* **TASK MATERIAL**
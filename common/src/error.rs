//! Error taxonomy for the execution core

use crate::types::{OrderId, StrategyState};
use std::fmt;
use thiserror::Error;

/// Reason an order was rejected by the risk engine
///
/// One variant per admission check; the first failing check wins.
#[derive(Debug, Clone, Copy, PartialEq, Eq)]
pub enum RejectReason {
    /// Order notional exceeds `max_order_notional`
    OrderNotional,
    /// Order volume exceeds the per-symbol volume cap
    SymbolVolumeCap,
    /// Projected position notional exceeds `max_position_notional`
    PositionNotional,
    /// Projected gross exposure over equity exceeds `max_leverage`
    Leverage,
    /// Current drawdown exceeds `max_drawdown`
    Drawdown,
    /// Day loss exceeds `max_daily_loss`
    DailyLoss,
}

impl fmt::Display for RejectReason {
    fn fmt(&self, f: &mut fmt::Formatter<'_>) -> fmt::Result {
        let s = match self {
            Self::OrderNotional => "order notional limit",
            Self::SymbolVolumeCap => "per-symbol volume cap",
            Self::PositionNotional => "position notional limit",
            Self::Leverage => "leverage limit",
            Self::Drawdown => "drawdown limit",
            Self::DailyLoss => "daily loss limit",
        };
        f.write_str(s)
    }
}

/// Errors surfaced by the execution core and venue adapters
#[derive(Error, Debug, Clone, PartialEq)]
pub enum EngineError {
    /// Order rejected synchronously by the risk engine; never dispatched
    #[error("order rejected by risk: {0}")]
    RiskRejected(RejectReason),

    /// No venue registered under this name
    #[error("unknown venue: {0}")]
    UnknownVenue(String),

    /// Order id not known to the router or venue
    #[error("unknown order: {0}")]
    UnknownOrder(OrderId),

    /// Venue I/O failure
    #[error("transport error: {0}")]
    Transport(String),

    /// Venue request exceeded its per-request timeout
    #[error("transport timeout")]
    TransportTimeout,

    /// Malformed venue message, dropped and counted
    #[error("protocol error: {0}")]
    Protocol(String),

    /// The dispatcher is not running
    #[error("dispatcher not running")]
    NotRunning,

    /// Order failed validation before reaching the venue
    #[error("invalid order: {0}")]
    InvalidOrder(String),

    /// Illegal strategy lifecycle transition
    #[error("invalid strategy transition from {from} to {to}")]
    InvalidTransition {
        /// State the strategy was in
        from: StrategyState,
        /// State that was requested
        to: StrategyState,
    },

    /// Venue connection permanently lost
    #[error("venue fatal: {0}")]
    VenueFatal(String),
}

/// Outcome of a non-blocking publish
#[derive(Debug, Clone, Copy, PartialEq, Eq)]
pub enum PublishOutcome {
    /// Event enqueued for dispatch
    Accepted,
    /// Event dropped; the reason says why
    Dropped(DropReason),
}

impl PublishOutcome {
    /// Whether the event was enqueued
    #[must_use]
    pub const fn is_accepted(self) -> bool {
        matches!(self, Self::Accepted)
    }
}

/// Why a publish was dropped
#[derive(Debug, Clone, Copy, PartialEq, Eq)]
pub enum DropReason {
    /// The dispatcher is stopped
    NotRunning,
    /// The ring buffer is full
    BufferFull,
}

* **TASK DESCRIPTION**
Using the entries above, return each line that includes the word "PositionNotional".

* **EXERCISE SOLUTION**
    PositionNotional,
            Self::PositionNotional => "position notional limit",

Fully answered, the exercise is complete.